Stored data –
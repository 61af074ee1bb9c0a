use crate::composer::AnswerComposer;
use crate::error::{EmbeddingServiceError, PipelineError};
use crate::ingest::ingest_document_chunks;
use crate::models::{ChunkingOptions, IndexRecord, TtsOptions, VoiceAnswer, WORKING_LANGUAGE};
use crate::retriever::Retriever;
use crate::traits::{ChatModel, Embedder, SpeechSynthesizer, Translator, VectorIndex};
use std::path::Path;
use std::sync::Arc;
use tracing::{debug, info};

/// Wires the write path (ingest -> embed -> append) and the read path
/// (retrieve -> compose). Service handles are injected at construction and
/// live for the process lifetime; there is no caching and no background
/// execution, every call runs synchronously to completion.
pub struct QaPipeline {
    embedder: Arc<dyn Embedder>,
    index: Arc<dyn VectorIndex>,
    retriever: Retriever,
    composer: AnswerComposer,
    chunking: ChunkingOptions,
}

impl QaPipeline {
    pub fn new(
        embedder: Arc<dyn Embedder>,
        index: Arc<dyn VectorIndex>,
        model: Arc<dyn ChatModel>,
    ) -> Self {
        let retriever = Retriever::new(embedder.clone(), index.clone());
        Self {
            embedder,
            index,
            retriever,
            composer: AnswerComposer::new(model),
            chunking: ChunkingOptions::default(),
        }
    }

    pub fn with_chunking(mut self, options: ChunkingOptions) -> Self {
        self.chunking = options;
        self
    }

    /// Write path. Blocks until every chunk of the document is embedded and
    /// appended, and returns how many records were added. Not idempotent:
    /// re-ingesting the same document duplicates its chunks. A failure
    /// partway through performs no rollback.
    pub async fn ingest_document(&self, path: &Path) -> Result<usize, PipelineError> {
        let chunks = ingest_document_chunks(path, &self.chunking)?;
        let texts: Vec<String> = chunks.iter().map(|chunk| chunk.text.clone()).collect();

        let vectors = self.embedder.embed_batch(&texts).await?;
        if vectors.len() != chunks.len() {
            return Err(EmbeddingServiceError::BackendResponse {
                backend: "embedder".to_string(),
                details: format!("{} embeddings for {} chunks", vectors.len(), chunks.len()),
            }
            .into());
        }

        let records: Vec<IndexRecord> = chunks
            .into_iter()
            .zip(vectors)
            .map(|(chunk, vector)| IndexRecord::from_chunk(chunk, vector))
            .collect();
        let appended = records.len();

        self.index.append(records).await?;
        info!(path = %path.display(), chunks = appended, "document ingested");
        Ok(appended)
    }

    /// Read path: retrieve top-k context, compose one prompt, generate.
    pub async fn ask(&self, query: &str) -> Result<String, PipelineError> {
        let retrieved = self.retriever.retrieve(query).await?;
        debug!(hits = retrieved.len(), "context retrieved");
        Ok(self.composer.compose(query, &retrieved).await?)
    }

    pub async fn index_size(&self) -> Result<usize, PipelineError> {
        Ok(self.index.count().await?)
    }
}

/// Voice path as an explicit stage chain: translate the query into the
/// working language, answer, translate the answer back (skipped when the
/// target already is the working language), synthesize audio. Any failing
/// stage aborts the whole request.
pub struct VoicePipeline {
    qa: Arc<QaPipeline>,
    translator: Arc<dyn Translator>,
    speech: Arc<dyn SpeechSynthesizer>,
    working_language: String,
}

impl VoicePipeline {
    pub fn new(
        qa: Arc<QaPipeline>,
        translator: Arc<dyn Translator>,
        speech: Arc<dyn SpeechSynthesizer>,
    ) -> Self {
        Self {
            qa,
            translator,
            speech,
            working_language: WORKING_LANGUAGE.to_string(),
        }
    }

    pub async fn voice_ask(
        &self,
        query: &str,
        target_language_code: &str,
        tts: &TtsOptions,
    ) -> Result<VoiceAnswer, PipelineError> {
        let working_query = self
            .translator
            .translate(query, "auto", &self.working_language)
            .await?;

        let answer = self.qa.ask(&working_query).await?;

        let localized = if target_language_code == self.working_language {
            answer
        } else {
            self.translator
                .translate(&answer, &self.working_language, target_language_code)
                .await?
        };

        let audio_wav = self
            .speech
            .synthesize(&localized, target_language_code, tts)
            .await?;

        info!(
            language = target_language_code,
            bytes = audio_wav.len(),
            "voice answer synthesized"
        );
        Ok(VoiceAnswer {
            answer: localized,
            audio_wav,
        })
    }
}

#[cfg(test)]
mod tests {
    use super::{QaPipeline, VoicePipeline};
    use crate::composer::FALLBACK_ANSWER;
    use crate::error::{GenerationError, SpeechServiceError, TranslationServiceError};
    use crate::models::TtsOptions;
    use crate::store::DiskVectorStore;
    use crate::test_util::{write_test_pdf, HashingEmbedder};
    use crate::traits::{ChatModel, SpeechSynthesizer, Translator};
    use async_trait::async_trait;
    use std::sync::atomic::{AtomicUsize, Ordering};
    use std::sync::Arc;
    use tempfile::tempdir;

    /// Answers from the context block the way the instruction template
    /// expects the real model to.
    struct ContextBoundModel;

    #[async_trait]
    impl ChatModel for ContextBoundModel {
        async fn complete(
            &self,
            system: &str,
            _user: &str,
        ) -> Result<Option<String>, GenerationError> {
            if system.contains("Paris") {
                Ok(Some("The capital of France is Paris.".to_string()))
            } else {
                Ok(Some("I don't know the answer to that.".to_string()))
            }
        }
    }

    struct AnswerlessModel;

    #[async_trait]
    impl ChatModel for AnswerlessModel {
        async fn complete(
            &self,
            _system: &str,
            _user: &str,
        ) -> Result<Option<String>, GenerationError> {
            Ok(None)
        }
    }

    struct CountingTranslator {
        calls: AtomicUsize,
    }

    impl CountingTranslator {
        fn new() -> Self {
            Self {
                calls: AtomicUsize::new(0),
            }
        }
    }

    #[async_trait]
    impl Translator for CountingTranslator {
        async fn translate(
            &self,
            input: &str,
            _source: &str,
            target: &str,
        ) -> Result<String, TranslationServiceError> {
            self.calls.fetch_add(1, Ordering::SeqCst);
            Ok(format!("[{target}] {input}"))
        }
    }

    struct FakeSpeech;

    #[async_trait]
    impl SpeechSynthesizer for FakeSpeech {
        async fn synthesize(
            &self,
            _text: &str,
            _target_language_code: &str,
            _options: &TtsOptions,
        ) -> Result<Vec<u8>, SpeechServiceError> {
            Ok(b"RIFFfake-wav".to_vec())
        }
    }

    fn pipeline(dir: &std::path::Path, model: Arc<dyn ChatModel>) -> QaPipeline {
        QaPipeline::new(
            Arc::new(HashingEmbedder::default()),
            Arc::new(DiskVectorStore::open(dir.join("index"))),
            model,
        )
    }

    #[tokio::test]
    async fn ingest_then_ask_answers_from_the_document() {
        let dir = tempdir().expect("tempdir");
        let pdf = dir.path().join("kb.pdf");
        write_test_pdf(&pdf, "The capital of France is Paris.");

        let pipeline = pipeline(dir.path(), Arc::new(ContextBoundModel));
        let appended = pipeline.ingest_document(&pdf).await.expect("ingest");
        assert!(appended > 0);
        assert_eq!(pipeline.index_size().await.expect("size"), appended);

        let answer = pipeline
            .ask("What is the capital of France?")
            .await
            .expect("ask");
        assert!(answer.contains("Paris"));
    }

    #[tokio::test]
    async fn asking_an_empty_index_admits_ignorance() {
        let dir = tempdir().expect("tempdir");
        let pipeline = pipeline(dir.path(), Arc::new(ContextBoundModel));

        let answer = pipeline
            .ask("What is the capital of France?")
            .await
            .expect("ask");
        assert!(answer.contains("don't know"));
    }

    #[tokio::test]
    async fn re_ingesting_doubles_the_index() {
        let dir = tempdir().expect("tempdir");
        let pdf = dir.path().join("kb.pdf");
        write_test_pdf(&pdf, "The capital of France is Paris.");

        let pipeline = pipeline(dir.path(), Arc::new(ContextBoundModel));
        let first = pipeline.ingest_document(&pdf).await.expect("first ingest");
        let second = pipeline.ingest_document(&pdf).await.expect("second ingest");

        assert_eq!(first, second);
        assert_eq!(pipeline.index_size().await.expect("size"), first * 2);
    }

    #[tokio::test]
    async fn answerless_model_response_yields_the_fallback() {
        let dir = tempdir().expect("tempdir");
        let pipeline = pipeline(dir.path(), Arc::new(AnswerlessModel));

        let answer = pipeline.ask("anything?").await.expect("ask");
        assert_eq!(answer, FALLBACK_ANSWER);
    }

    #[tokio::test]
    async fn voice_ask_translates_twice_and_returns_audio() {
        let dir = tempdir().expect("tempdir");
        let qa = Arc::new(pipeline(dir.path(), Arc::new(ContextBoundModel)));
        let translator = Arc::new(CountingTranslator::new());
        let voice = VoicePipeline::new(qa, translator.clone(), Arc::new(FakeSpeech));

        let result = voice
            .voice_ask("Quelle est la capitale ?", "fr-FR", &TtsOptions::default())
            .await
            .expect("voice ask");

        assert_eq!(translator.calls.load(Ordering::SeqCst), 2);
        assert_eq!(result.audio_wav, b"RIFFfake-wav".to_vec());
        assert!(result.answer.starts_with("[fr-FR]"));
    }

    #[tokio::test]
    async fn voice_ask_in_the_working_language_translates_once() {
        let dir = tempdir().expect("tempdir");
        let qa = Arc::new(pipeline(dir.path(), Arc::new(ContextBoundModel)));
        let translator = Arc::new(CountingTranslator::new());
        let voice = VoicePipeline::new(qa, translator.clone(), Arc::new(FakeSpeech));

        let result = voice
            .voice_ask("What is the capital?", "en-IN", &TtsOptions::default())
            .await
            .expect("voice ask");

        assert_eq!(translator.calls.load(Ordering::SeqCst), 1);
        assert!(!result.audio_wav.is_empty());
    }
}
...
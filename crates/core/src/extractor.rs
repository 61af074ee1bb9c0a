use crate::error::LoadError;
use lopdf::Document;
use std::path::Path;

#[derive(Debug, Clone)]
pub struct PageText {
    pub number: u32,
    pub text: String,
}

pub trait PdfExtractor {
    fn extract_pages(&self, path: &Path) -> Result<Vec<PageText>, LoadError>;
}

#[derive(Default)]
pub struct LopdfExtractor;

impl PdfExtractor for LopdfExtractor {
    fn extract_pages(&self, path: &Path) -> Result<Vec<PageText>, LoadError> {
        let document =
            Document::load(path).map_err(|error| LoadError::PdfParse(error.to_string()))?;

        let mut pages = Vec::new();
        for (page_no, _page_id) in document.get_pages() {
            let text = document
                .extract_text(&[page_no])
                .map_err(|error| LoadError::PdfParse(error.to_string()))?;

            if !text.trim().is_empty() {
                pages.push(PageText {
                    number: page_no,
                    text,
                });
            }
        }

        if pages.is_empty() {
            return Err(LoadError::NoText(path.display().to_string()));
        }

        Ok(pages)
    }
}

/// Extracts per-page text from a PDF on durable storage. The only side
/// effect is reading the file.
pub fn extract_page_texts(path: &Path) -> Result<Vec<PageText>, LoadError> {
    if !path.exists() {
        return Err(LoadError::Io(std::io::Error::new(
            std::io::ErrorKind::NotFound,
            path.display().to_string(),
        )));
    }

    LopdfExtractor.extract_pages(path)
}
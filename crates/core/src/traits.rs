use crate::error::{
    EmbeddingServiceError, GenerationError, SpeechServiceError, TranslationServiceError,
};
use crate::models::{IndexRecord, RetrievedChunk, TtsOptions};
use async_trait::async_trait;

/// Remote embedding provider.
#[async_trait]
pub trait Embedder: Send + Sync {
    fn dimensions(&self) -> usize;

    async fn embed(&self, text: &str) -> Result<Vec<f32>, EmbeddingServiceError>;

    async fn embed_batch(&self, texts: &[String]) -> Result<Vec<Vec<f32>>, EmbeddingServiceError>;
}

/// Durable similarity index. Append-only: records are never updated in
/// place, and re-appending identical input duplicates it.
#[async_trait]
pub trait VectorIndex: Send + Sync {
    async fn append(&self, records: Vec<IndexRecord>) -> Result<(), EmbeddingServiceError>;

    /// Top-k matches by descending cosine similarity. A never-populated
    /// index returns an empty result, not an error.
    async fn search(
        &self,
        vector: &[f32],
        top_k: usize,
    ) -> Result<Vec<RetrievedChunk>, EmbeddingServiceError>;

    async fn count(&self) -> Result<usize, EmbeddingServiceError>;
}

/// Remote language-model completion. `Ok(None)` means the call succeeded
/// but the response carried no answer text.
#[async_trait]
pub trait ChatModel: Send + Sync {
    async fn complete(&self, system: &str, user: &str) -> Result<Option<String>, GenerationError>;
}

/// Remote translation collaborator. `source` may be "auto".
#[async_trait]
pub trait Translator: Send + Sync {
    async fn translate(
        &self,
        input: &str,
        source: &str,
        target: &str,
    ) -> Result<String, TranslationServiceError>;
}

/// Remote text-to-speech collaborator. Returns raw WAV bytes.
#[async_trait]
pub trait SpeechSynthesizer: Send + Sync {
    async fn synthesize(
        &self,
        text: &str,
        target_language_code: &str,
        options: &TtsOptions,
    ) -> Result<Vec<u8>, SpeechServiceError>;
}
...
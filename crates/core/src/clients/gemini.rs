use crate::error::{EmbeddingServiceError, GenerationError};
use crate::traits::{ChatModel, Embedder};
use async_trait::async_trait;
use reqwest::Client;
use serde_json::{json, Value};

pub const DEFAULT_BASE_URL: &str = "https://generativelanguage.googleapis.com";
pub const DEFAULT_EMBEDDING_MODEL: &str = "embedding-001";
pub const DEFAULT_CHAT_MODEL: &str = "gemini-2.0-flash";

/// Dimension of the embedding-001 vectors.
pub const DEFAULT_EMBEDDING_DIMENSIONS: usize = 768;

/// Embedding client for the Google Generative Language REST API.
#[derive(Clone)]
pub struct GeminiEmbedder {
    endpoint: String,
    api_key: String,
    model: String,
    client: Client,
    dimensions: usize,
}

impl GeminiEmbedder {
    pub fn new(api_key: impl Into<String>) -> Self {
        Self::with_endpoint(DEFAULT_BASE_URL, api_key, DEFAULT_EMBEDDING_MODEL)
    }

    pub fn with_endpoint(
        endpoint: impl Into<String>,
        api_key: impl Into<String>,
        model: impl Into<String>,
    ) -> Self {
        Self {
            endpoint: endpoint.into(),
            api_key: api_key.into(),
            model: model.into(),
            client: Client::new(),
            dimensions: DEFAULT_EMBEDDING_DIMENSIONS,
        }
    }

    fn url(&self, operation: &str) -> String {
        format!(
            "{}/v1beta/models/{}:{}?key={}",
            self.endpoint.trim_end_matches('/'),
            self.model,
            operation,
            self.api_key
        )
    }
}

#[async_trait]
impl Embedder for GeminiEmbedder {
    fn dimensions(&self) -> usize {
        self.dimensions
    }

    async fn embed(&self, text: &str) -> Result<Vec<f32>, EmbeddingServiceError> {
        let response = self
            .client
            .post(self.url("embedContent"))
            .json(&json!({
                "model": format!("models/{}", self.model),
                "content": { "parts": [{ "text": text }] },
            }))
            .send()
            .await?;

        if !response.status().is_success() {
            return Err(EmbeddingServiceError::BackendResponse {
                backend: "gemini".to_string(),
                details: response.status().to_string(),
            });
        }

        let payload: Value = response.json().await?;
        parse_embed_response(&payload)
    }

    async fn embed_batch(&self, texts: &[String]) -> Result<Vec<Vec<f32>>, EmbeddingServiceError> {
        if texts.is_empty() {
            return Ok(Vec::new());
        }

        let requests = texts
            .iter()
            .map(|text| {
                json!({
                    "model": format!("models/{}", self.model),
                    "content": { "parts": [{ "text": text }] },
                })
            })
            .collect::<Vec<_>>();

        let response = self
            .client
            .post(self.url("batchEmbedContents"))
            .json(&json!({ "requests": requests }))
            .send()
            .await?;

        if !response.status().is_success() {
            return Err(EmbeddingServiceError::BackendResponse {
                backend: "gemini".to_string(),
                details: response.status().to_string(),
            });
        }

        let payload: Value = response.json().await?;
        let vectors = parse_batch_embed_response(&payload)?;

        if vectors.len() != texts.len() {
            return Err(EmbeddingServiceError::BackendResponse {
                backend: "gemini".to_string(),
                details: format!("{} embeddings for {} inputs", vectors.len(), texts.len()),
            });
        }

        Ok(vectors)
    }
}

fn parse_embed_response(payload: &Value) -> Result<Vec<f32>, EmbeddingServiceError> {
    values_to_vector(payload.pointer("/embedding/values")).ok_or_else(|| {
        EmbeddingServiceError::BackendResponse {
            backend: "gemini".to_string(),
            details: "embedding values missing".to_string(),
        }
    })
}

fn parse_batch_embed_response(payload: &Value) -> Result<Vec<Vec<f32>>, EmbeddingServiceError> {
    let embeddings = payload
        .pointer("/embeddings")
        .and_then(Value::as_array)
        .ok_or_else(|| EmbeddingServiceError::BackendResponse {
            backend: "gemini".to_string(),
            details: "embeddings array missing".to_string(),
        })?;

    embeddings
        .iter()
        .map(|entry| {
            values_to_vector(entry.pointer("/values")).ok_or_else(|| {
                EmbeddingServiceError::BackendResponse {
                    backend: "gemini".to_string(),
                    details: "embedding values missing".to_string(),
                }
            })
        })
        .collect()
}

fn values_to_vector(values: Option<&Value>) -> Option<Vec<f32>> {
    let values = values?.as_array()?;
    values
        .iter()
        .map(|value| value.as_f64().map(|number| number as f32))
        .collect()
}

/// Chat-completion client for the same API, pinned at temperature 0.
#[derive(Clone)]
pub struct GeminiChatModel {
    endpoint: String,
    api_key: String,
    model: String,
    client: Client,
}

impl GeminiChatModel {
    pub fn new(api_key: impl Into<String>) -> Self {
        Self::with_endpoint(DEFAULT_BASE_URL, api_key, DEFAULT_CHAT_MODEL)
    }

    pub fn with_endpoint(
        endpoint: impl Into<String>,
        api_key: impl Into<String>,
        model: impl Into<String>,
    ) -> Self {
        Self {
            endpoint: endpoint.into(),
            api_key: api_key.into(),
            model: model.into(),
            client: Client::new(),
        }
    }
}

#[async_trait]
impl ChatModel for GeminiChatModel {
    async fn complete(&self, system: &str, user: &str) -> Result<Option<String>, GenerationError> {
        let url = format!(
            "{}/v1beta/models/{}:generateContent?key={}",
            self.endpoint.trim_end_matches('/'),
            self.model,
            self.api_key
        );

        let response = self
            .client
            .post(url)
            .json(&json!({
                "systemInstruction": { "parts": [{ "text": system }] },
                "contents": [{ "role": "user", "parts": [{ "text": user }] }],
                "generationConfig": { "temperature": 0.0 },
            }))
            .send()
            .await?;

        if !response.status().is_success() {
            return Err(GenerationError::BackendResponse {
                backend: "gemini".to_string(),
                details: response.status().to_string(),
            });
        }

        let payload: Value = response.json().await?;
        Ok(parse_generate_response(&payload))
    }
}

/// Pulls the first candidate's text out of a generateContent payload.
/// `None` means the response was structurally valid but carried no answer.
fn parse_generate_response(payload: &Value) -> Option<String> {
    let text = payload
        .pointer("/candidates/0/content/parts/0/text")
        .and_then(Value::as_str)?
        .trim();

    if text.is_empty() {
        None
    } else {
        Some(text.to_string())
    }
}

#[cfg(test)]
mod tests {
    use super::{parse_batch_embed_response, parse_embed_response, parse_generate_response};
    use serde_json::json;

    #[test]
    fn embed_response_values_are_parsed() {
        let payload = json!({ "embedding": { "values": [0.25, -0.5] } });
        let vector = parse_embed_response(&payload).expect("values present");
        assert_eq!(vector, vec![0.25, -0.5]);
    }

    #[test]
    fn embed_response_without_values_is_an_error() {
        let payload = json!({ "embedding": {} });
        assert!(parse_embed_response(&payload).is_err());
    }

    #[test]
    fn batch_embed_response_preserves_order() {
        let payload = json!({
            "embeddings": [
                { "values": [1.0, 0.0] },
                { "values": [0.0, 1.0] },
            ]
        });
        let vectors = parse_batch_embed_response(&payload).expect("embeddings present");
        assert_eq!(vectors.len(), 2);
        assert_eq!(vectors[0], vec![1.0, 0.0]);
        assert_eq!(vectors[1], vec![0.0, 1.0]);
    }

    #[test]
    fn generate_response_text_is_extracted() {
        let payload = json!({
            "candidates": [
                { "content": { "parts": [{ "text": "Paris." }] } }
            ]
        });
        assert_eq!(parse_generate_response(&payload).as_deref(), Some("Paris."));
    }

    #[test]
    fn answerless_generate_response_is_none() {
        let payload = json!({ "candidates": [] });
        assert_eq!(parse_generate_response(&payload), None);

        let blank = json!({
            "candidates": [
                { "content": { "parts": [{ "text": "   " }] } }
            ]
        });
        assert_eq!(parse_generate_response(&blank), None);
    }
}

How to complete this task – If a line in the records above holds the string "Some", copy it.

Written response –
                Ok(Some("The capital of France is Paris.".to_string()))
                Ok(Some("I don't know the answer to that.".to_string()))
        Some(text.to_string())
        assert_eq!(parse_generate_response(&payload).as_deref(), Some("Paris."));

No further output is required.